Mon Jun 10 09:15 AM -- 11:30 AM (PDT) @ Hall A

We will cover new, exciting, unconventional techniques for improving population-based search. These ideas are already enabling us to solve hard problems. They also hold great promise for further advancing machine learning, including deep neural networks. Major topics covered include (1) explicitly searching for behavioral diversity (in a low-dimensional space where diversity is inherently interesting, such as the behavior of robots, rather than in the true search space, such as the weights of the DNN that controls the robot), especially Quality Diversity algorithms, which have produced state-of-the-art results in robotics and solved a version of the hard-exploration RL challenge of Montezuma’s Revenge; (2) open-ended search, wherein algorithms continually create new and increasingly complex capabilities without bound, for example by simultaneously inventing new challenges and their solutions; and (3) indirect encoding (e.g. HyperNEAT/HyperNetworks), wherein one network encodes how to construct a larger neural network or learning system. The idea is motivated by biological development, wherein a search in the space of a few thousand genes enables the specification of a trillion-connection brain and its learning algorithm. We conclude with a discussion on current and future hybrids of traditional machine learning with these ideas, including how augmenting meta-learning with them offers an alternative path to our most ambitious AI goals.

Author Information

Jeff Clune (Uber AI Labs)
Jeff Clune

Jeff Clune is the Loy and Edith Harris Associate Professor in Computer Science at the University of Wyoming and a Senior Research Manager and founding member of Uber AI Labs, which was formed after Uber acquired a startup he was a part of. Jeff focuses on robotics and training deep neural networks via deep learning, including deep reinforcement learning. Prior to becoming a professor, he was a Research Scientist at Cornell University and received degrees from Michigan State University (PhD, master’s) and the University of Michigan (bachelor’s). More on Jeff’s research can be found at JeffClune.com or on Twitter (@jeffclune).
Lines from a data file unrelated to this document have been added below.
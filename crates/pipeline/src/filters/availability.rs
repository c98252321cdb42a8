//! Filter that checks lodging and transport availability for the dates.
//!
//! The original system simulated availability with unseeded randomness,
//! which made pipeline output non-deterministic whenever dates were
//! supplied. Here the check sits behind a probe trait: the default probe
//! keeps the observed 80%/90% acceptance rates but draws from an RNG
//! seeded by the record id and date range, so the same request always
//! sees the same availability. A real calendar-backed probe can be
//! injected without touching the filter.

use crate::context::FilterContext;
use crate::traits::FilterStage;
use anyhow::Result;
use chrono::{Datelike, NaiveDate};
use rand::rngs::StdRng;
use rand::{Rng, SeedableRng};
use travel_data::{Lodging, Preferences, Transport};

/// Availability decision for one record over a date range.
pub trait AvailabilityProbe: Send + Sync {
    fn lodging_available(&self, lodging: &Lodging, start: NaiveDate, end: NaiveDate) -> bool;

    fn transport_available(&self, transport: &Transport, start: NaiveDate, end: NaiveDate)
    -> bool;
}

/// Deterministic stand-in for a real calendar check.
pub struct DeterministicProbe {
    lodging_acceptance: f64,
    transport_acceptance: f64,
}

impl Default for DeterministicProbe {
    fn default() -> Self {
        Self {
            lodging_acceptance: 0.80,
            transport_acceptance: 0.90,
        }
    }
}

/// FNV-1a fold of the record id and date range into a stable seed.
fn stable_seed(id: &str, start: NaiveDate, end: NaiveDate) -> u64 {
    let mut hash: u64 = 0xcbf2_9ce4_8422_2325;
    let mut fold = |byte: u8| {
        hash ^= u64::from(byte);
        hash = hash.wrapping_mul(0x0000_0100_0000_01b3);
    };
    for byte in id.bytes() {
        fold(byte);
    }
    for day in [start.num_days_from_ce(), end.num_days_from_ce()] {
        for byte in day.to_le_bytes() {
            fold(byte);
        }
    }
    hash
}

fn draw(id: &str, start: NaiveDate, end: NaiveDate, acceptance: f64) -> bool {
    let mut rng = StdRng::seed_from_u64(stable_seed(id, start, end));
    rng.random::<f64>() < acceptance
}

impl AvailabilityProbe for DeterministicProbe {
    fn lodging_available(&self, lodging: &Lodging, start: NaiveDate, end: NaiveDate) -> bool {
        draw(&lodging.id, start, end, self.lodging_acceptance)
    }

    fn transport_available(
        &self,
        transport: &Transport,
        start: NaiveDate,
        end: NaiveDate,
    ) -> bool {
        draw(&transport.id, start, end, self.transport_acceptance)
    }
}

/// Probe that accepts everything; used by tests that pin pool contents.
pub struct AlwaysAvailable;

impl AvailabilityProbe for AlwaysAvailable {
    fn lodging_available(&self, _: &Lodging, _: NaiveDate, _: NaiveDate) -> bool {
        true
    }

    fn transport_available(&self, _: &Transport, _: NaiveDate, _: NaiveDate) -> bool {
        true
    }
}

/// Drops lodgings and transport unavailable for the trip dates.
///
/// Only runs when both dates are present; locations are never dropped
/// for availability.
pub struct AvailabilityFilter {
    probe: Box<dyn AvailabilityProbe>,
}

impl AvailabilityFilter {
    pub fn new(probe: impl AvailabilityProbe + 'static) -> Self {
        Self {
            probe: Box::new(probe),
        }
    }

    /// The default deterministic probe.
    pub fn deterministic() -> Self {
        Self::new(DeterministicProbe::default())
    }
}

impl FilterStage for AvailabilityFilter {
    fn name(&self) -> &str {
        "AvailabilityFilter"
    }

    fn applies(&self, preferences: &Preferences) -> bool {
        preferences.has_date_range()
    }

    fn handle(&self, mut context: FilterContext) -> Result<FilterContext> {
        let start = context.preferences.start();
        let end = context.preferences.end();

        context
            .pools
            .lodgings
            .retain(|s| self.probe.lodging_available(&s.item, start, end));
        context
            .pools
            .transports
            .retain(|s| self.probe.transport_available(&s.item, start, end));

        Ok(context)
    }
}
Joel Lehman (Uber AI Labs)
Joel Lehman

Joel Lehman is a senior research scientist at Uber AI Labs, and previously was an assistant professor at the IT University of Copenhagen. His research spans AI safety, neuroevolution, reinforcement learning, and deep learning.
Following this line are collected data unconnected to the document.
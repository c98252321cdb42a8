//! Comfort-prioritized selection.
//!
//! Rating and amenity/class richness outweigh cost. Fewer locations are
//! selected (two per day) in exchange for more lodging headroom and a
//! bias toward higher-class transport.

use super::{RecommendationSet, StrategyMetadata, TRANSPORT_COUNT, lodging_count,
    sort_by_score_desc};
use crate::context::{FilterContext, Scored};
use travel_data::{OptimizationGoal, Rated, Transport};

/// Sightseeing slots per day under the comfort goal.
const SLOTS_PER_DAY: usize = 2;

/// Amenity count treated as "fully equipped".
const AMENITY_CEILING: f32 = 8.0;

fn class_score(transport: &Transport) -> f32 {
    match transport.class.as_deref().map(str::to_lowercase).as_deref() {
        Some("first") => 1.0,
        Some("business") => 0.8,
        Some("premium") => 0.6,
        _ => 0.3,
    }
}

pub(crate) fn select(context: &FilterContext) -> RecommendationSet {
    let duration = context.preferences.duration;

    let mut locations: Vec<_> = context
        .pools
        .locations
        .iter()
        .map(|s| {
            // Prior score carries the interest relevance when present
            let score = 0.8 * (s.item.rating_or_zero() / 5.0) + 0.2 * s.score;
            Scored::with_score(s.item.clone(), score)
        })
        .collect();
    sort_by_score_desc(&mut locations);
    locations.truncate(duration as usize * SLOTS_PER_DAY);

    let mut lodgings: Vec<_> = context
        .pools
        .lodgings
        .iter()
        .map(|s| {
            let amenity_richness = (s.item.amenities.len() as f32 / AMENITY_CEILING).min(1.0);
            let stars = f32::from(s.item.stars.unwrap_or(0)) / 5.0;
            let score =
                0.5 * (s.item.rating_or_zero() / 5.0) + 0.3 * amenity_richness + 0.2 * stars;
            Scored::with_score(s.item.clone(), score)
        })
        .collect();
    sort_by_score_desc(&mut lodgings);
    // One extra option beyond the usual count, for headroom
    lodgings.truncate(lodging_count(duration) + 1);

    let mut transports: Vec<_> = context
        .pools
        .transports
        .iter()
        .map(|s| {
            let score = 0.6 * class_score(&s.item) + 0.4 * (s.item.rating_or_zero() / 5.0);
            Scored::with_score(s.item.clone(), score)
        })
        .collect();
    sort_by_score_desc(&mut transports);
    transports.truncate(TRANSPORT_COUNT);

    let comfort_score = if lodgings.is_empty() {
        0.0
    } else {
        lodgings.iter().map(|s| s.item.rating_or_zero() / 5.0).sum::<f32>()
            / lodgings.len() as f32
    };

    RecommendationSet {
        locations,
        lodgings,
        transports,
        strategy: OptimizationGoal::Comfort.label().to_string(),
        metadata: StrategyMetadata {
            comfort_score: Some(comfort_score),
            ..StrategyMetadata::default()
        },
    }
}

#[cfg(test)]
mod tests {
    use super::*;
    use crate::context::CandidatePools;
    use travel_data::{Lodging, Preferences};

    fn lodging(id: &str, rating: f32, amenities: usize, stars: u8) -> Lodging {
        Lodging {
            id: id.to_string(),
            name: id.to_string(),
            city: "Sintra".to_string(),
            kind: "hotel".to_string(),
            price_per_night: 200.0,
            currency: "USD".to_string(),
            pricing_unit: "per_night".to_string(),
            rating: Some(rating),
            review_count: 10,
            amenities: (0..amenities).map(|i| format!("amenity-{i}")).collect(),
            stars: Some(stars),
        }
    }

    fn transport(id: &str, class: Option<&str>, rating: f32) -> Transport {
        Transport {
            id: id.to_string(),
            mode: "train".to_string(),
            operator: String::new(),
            origin: "Sintra".to_string(),
            destination: "Lisbon".to_string(),
            price: 40.0,
            currency: "USD".to_string(),
            pricing_unit: "per_trip".to_string(),
            duration: "1h".to_string(),
            class: class.map(str::to_string),
            rating: Some(rating),
            review_count: 10,
        }
    }

    #[test]
    fn test_amenity_rich_lodging_beats_equal_rating() {
        let prefs = Preferences::new(3000.0, 2, OptimizationGoal::Comfort)
            .normalized()
            .unwrap();
        let context = FilterContext::new(
            prefs,
            CandidatePools::from_records(
                vec![],
                vec![lodging("bare", 4.5, 0, 3), lodging("plush", 4.5, 8, 5)],
                vec![],
            ),
        );
        let set = select(&context);
        assert_eq!(set.lodgings[0].item.id, "plush");
    }

    #[test]
    fn test_first_class_transport_leads() {
        let prefs = Preferences::new(3000.0, 2, OptimizationGoal::Comfort)
            .normalized()
            .unwrap();
        let context = FilterContext::new(
            prefs,
            CandidatePools::from_records(
                vec![],
                vec![],
                vec![
                    transport("economy", None, 4.9),
                    transport("first", Some("first"), 4.0),
                ],
            ),
        );
        let set = select(&context);
        assert_eq!(set.transports[0].item.id, "first");
    }

    #[test]
    fn test_lodging_headroom_is_one_extra() {
        let lodgings = (0..6).map(|i| lodging(&format!("ldg-{i}"), 4.0, 2, 3)).collect();
        let prefs = Preferences::new(3000.0, 4, OptimizationGoal::Comfort)
            .normalized()
            .unwrap();
        let context =
            FilterContext::new(prefs, CandidatePools::from_records(vec![], lodgings, vec![]));
        let set = select(&context);
        assert_eq!(set.lodgings.len(), 3); // ceil(4/2) + 1
    }
}
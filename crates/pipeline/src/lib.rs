//! Filtering and scoring pipeline for travel candidates.
//!
//! This crate provides:
//! - FilterContext and the FilterStage trait for composable narrowing
//! - FilterChain for folding stages in a caller-specified order
//! - Scoring strategies that turn a filtered context into a
//!   RecommendationSet
//!
//! ## Architecture
//! The pipeline processes candidate pools in stages:
//! 1. Filters narrow and re-score the three pools (budget, duration,
//!    category, rating, availability), each driven by one preference
//!    dimension and skipped when that preference is absent
//! 2. A scoring strategy selects, ranks, and truncates the survivors
//!    according to the requested optimization goal
//!
//! ## Example Usage
//! ```ignore
//! use pipeline::{FilterChain, FilterContext, select_recommendations};
//!
//! let chain = FilterChain::canonical();
//! let context = chain.apply(FilterContext::new(prefs.clone(), pools))?;
//! let set = select_recommendations(prefs.optimization_goal, &context);
//! ```

pub mod context;
pub mod filter_chain;
pub mod filters;
pub mod strategies;
pub mod traits;

// Re-export main types
pub use context::{CandidatePools, FilterContext, Scored};
pub use filter_chain::FilterChain;
pub use strategies::{RecommendationSet, StrategyMetadata, select_recommendations};
pub use traits::FilterStage;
Kenneth Stanley (Uber AI and University of Central Florida)
Kenneth Stanley

Kenneth O. Stanley leads a research team at OpenAI on the challenge of open-endedness. He was previously Charles Millican Professor of Computer Science at the University of Central Florida and was also a co-founder of Geometric Intelligence Inc., which was acquired by Uber to create Uber AI Labs, where he was head of Core AI research. He received a B.S.E. from the University of Pennsylvania in 1997 and received a Ph.D. in 2004 from the University of Texas at Austin. He is an inventor of the Neuroevolution of Augmenting Topologies (NEAT), HyperNEAT, , novelty search, and POET algorithms, as well as the CPPN representation, among many others. His main research contributions are in neuroevolution (i.e. evolving neural networks), generative and developmental systems, coevolution, machine learning for video games, interactive evolution, quality diversity, and open-endedness. He has won best paper awards for his work on NEAT, NERO, NEAT Drummer, FSMC, HyperNEAT, novelty search, Galactic Arms Race, and POET. His original 2002 paper on NEAT also received the 2017 ISAL Award for Outstanding Paper of the Decade 2002 - 2012 from the International Society for Artificial Life. He is a coauthor of the popular science book, "Why Greatness Cannot Be Planned: The Myth of the Objective" (published by Springer), and has spoken widely on its subject.